Ich lege mich mit der neusten Staffel Never Have I Ever ins Bett und versuche meine Stimmung mit Netflix zu heben. Aber ich vermisse meine gewohnte Umgebung. Ich vermisse, dass ich irgendwo hin kann ohne ständig auf eine Karte schauen zu müssen. Ich vermisse meine Liebsten. Ich vermisse es, mit Menschen zusammen sein, die mich so kennen, wie ich bin. Menschen, bei denen ich mich nicht um einen möglichst guten Eindruck bemühen muss, sondern die mich lieben wie ich bin. Ich vermisse, dass Zuhause alles sauber ist, die Küche aufgeräumt ist, die Waschmaschine richtig wäscht. Ich vermisse, dass ich mir keine Gedanken darum machen muss, was ich Essen oder Kochen könnte, ohne meine moralischen Prinzipien oder meine Gesundheit über Bord zu werfen. Ich vermisse mein grosses Bett und mein helles Zimmer (durch das kleine Fenster hier sehe ich das nächste Gebäude und während es regnet ist mein Zimmer besonders dunkel). Ich vermisse meine Komfortzone.

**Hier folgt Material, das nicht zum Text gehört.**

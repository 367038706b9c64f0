use async_trait::async_trait;
use std::sync::Arc;

use crate::modules::video::domain::{MediaStatus, VideoGateway, VideoId, VideoMediaType};
use crate::shared::{
    application::use_case::UseCase,
    errors::{AppError, AppResult},
    utils::logger::LogContext,
};
use crate::{log_debug, log_warn};

use super::{command::UpdateMediaStatusCommand, result::UpdateMediaStatusResult};

/// Applies an encoder verdict to the matching audio/video slot
///
/// Deliveries are at-least-once and unordered: a deleted video or a stale
/// resource id is a no-op, and a late `PROCESSING` overwrites `COMPLETED`.
pub struct UpdateMediaStatusHandler {
    video_gateway: Arc<dyn VideoGateway>,
}

impl UpdateMediaStatusHandler {
    pub fn new(video_gateway: Arc<dyn VideoGateway>) -> Self {
        Self { video_gateway }
    }
}

/// Encoded location for a completed asset, `None` for processing
fn encoded_path(command: &UpdateMediaStatusCommand) -> AppResult<Option<String>> {
    match (command.folder.as_deref(), command.filename.as_deref()) {
        (Some(folder), Some(filename)) => Ok(Some(format!("{}/{}", folder, filename))),
        _ => Err(AppError::InvalidInput(format!(
            "A completed media update requires folder and filename [resourceId:{}]",
            command.resource_id
        ))),
    }
}

#[async_trait]
impl UseCase<UpdateMediaStatusCommand, UpdateMediaStatusResult> for UpdateMediaStatusHandler {
    async fn execute(&self, command: UpdateMediaStatusCommand) -> AppResult<UpdateMediaStatusResult> {
        let encoded = match command.status {
            MediaStatus::Completed => encoded_path(&command)?,
            MediaStatus::Processing => None,
            other => {
                log_debug!(
                    "Ignoring media status {} [videoId:{}] [resourceId:{}]",
                    other,
                    command.video_id,
                    command.resource_id
                );
                return Ok(UpdateMediaStatusResult::Ignored(other));
            }
        };

        let video_id = VideoId::from(command.video_id);

        let Some(mut video) = self.video_gateway.find_by_id(&video_id).await? else {
            log_warn!(
                "Media status for a missing video [videoId:{}] [resourceId:{}]",
                video_id,
                command.resource_id
            );
            return Ok(UpdateMediaStatusResult::VideoNotFound);
        };

        let matches = |media_type: VideoMediaType| {
            video
                .audio_video(media_type)
                .is_some_and(|media| media.id() == command.resource_id)
        };

        let Some(media_type) = [VideoMediaType::Video, VideoMediaType::Trailer]
            .into_iter()
            .find(|t| matches(*t))
        else {
            log_warn!(
                "No media matches [videoId:{}] [resourceId:{}]",
                video_id,
                command.resource_id
            );
            return Ok(UpdateMediaStatusResult::NoMatchingMedia);
        };

        match encoded {
            Some(path) => video.completed(media_type, &path),
            None => video.processing(media_type),
        };

        self.video_gateway.update(&video).await?;

        LogContext::use_case("update-media-status", video_id.value(), None);

        Ok(UpdateMediaStatusResult::Applied(media_type))
    }
}
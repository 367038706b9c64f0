mod media_resource_gateway;
mod video_gateway;

pub use media_resource_gateway::MediaResourceGateway;
pub use video_gateway::{VideoGateway, VideoSearchQuery};
/// Video Aggregate Root
///
/// Holds the metadata of a video and its five optional media slots. All
/// slot changes go through the aggregate so that stored audio/video assets
/// waiting for the encoder are always announced with a `VideoMediaCreated`
/// event.
use chrono::{DateTime, Utc};
use std::collections::HashSet;

use super::metadata::VideoMetadata;
use super::snapshot::VideoSnapshot;
use crate::modules::catalog::domain::{CastMemberId, CategoryId, GenreId};
use crate::modules::video::domain::{
    events::VideoMediaCreated,
    identifiers::VideoId,
    validator::VideoValidator,
    value_objects::{AudioVideoMedia, ImageMedia, Rating, VideoMediaType},
};
use crate::shared::errors::AppResult;
use crate::shared::validation::{ValidationHandler, Validator};

#[derive(Debug, Clone)]
pub struct Video {
    id: VideoId,
    metadata: VideoMetadata,
    created_at: DateTime<Utc>,
    updated_at: DateTime<Utc>,
    banner: Option<ImageMedia>,
    thumbnail: Option<ImageMedia>,
    thumbnail_half: Option<ImageMedia>,
    trailer: Option<AudioVideoMedia>,
    video: Option<AudioVideoMedia>,

    /// Events recorded since the aggregate was loaded, drained by the
    /// application layer after persistence
    pending_events: Vec<VideoMediaCreated>,
}

impl Video {
    /// Create a brand-new video with empty media slots
    pub fn new_video(metadata: VideoMetadata) -> Self {
        let now = Utc::now();

        Self {
            id: VideoId::unique(),
            metadata,
            created_at: now,
            updated_at: now,
            banner: None,
            thumbnail: None,
            thumbnail_half: None,
            trailer: None,
            video: None,
            pending_events: Vec::new(),
        }
    }

    /// Rebuild a video from its persisted shape
    pub fn with(snapshot: VideoSnapshot) -> Self {
        Self {
            id: snapshot.id,
            metadata: snapshot.metadata,
            created_at: snapshot.created_at,
            updated_at: snapshot.updated_at,
            banner: snapshot.banner,
            thumbnail: snapshot.thumbnail,
            thumbnail_half: snapshot.thumbnail_half,
            trailer: snapshot.trailer,
            video: snapshot.video,
            pending_events: snapshot.domain_events,
        }
    }

    pub fn to_snapshot(&self) -> VideoSnapshot {
        VideoSnapshot {
            id: self.id.clone(),
            metadata: self.metadata.clone(),
            created_at: self.created_at,
            updated_at: self.updated_at,
            banner: self.banner.clone(),
            thumbnail: self.thumbnail.clone(),
            thumbnail_half: self.thumbnail_half.clone(),
            trailer: self.trailer.clone(),
            video: self.video.clone(),
            domain_events: self.pending_events.clone(),
        }
    }

    // ============================================================================================
    // BUSINESS OPERATIONS (Commands)
    // ============================================================================================

    /// Replace every scalar and relational field. Media slots are untouched.
    pub fn update(&mut self, metadata: VideoMetadata) -> &mut Self {
        self.metadata = metadata;
        self.touch();
        self
    }

    pub fn update_video_media(&mut self, media: Option<AudioVideoMedia>) -> &mut Self {
        self.on_audio_video_media_updated(media.as_ref());
        self.video = media;
        self.touch();
        self
    }

    pub fn update_trailer_media(&mut self, media: Option<AudioVideoMedia>) -> &mut Self {
        self.on_audio_video_media_updated(media.as_ref());
        self.trailer = media;
        self.touch();
        self
    }

    pub fn update_banner_media(&mut self, media: Option<ImageMedia>) -> &mut Self {
        self.banner = media;
        self.touch();
        self
    }

    pub fn update_thumbnail_media(&mut self, media: Option<ImageMedia>) -> &mut Self {
        self.thumbnail = media;
        self.touch();
        self
    }

    pub fn update_thumbnail_half_media(&mut self, media: Option<ImageMedia>) -> &mut Self {
        self.thumbnail_half = media;
        self.touch();
        self
    }

    /// Mark the given audio/video slot as being encoded. No-op for image
    /// types and empty slots.
    pub fn processing(&mut self, media_type: VideoMediaType) -> &mut Self {
        match media_type {
            VideoMediaType::Video => {
                if let Some(media) = self.video.as_ref().map(AudioVideoMedia::processing) {
                    self.update_video_media(Some(media));
                }
            }
            VideoMediaType::Trailer => {
                if let Some(media) = self.trailer.as_ref().map(AudioVideoMedia::processing) {
                    self.update_trailer_media(Some(media));
                }
            }
            _ => {}
        }
        self
    }

    /// Mark the given audio/video slot as encoded at `encoded_path`. No-op
    /// for image types and empty slots.
    pub fn completed(&mut self, media_type: VideoMediaType, encoded_path: &str) -> &mut Self {
        match media_type {
            VideoMediaType::Video => {
                if let Some(media) = self.video.as_ref().map(|m| m.completed(encoded_path)) {
                    self.update_video_media(Some(media));
                }
            }
            VideoMediaType::Trailer => {
                if let Some(media) = self.trailer.as_ref().map(|m| m.completed(encoded_path)) {
                    self.update_trailer_media(Some(media));
                }
            }
            _ => {}
        }
        self
    }

    /// Run every field check against `handler`
    pub fn validate(&self, handler: &mut dyn ValidationHandler) -> AppResult<()> {
        VideoValidator::new(self).validate(handler)
    }

    fn on_audio_video_media_updated(&mut self, media: Option<&AudioVideoMedia>) {
        if let Some(media) = media.filter(|m| m.is_pending_encode()) {
            self.pending_events
                .push(VideoMediaCreated::new(media.id(), media.raw_location()));
        }
    }

    fn touch(&mut self) {
        self.updated_at = Utc::now();
    }

    // ============================================================================================
    // QUERIES (Read-only)
    // ============================================================================================

    pub fn id(&self) -> &VideoId {
        &self.id
    }

    pub fn metadata(&self) -> &VideoMetadata {
        &self.metadata
    }

    pub fn title(&self) -> &str {
        &self.metadata.title
    }

    pub fn description(&self) -> &str {
        &self.metadata.description
    }

    pub fn launched_at(&self) -> Option<i32> {
        self.metadata.launched_at
    }

    pub fn duration(&self) -> f64 {
        self.metadata.duration
    }

    pub fn opened(&self) -> bool {
        self.metadata.opened
    }

    pub fn published(&self) -> bool {
        self.metadata.published
    }

    pub fn rating(&self) -> Option<Rating> {
        self.metadata.rating
    }

    pub fn categories(&self) -> &HashSet<CategoryId> {
        &self.metadata.categories
    }

    pub fn genres(&self) -> &HashSet<GenreId> {
        &self.metadata.genres
    }

    pub fn cast_members(&self) -> &HashSet<CastMemberId> {
        &self.metadata.cast_members
    }

    pub fn created_at(&self) -> DateTime<Utc> {
        self.created_at
    }

    pub fn updated_at(&self) -> DateTime<Utc> {
        self.updated_at
    }

    pub fn video(&self) -> Option<&AudioVideoMedia> {
        self.video.as_ref()
    }

    pub fn trailer(&self) -> Option<&AudioVideoMedia> {
        self.trailer.as_ref()
    }

    pub fn banner(&self) -> Option<&ImageMedia> {
        self.banner.as_ref()
    }

    pub fn thumbnail(&self) -> Option<&ImageMedia> {
        self.thumbnail.as_ref()
    }

    pub fn thumbnail_half(&self) -> Option<&ImageMedia> {
        self.thumbnail_half.as_ref()
    }

    /// The audio/video slot for `media_type`, `None` for image types
    pub fn audio_video(&self, media_type: VideoMediaType) -> Option<&AudioVideoMedia> {
        match media_type {
            VideoMediaType::Video => self.video(),
            VideoMediaType::Trailer => self.trailer(),
            _ => None,
        }
    }

    // ============================================================================================
    // EVENT HANDLING
    // ============================================================================================

    pub fn pending_events(&self) -> &[VideoMediaCreated] {
        &self.pending_events
    }

    /// Take the pending events, leaving the aggregate with none
    pub fn pull_events(&mut self) -> Vec<VideoMediaCreated> {
        std::mem::take(&mut self.pending_events)
    }
}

Während der Regen an mein Fenster prasselt, fragen meine Eltern, ob ich einen Moment Zeit hätte zum telefonieren. Obwohl ich mich darüber freue, fliessen bei mir gleich Tränen, nachdem ich nach meinem Wohlbefinden gefragt werde. Es ist nicht, dass es mir nicht gefällt hier oder es mir nicht gut geht hier - aber ich bin traurig darüber nicht bei ihnen sein zu können. Das Telefonat tut trotzdem gut. Sie haben sich schon Flüge angeschaut, um mich an Weihnachten zu besuchen. Das muntert mich unglaublich auf.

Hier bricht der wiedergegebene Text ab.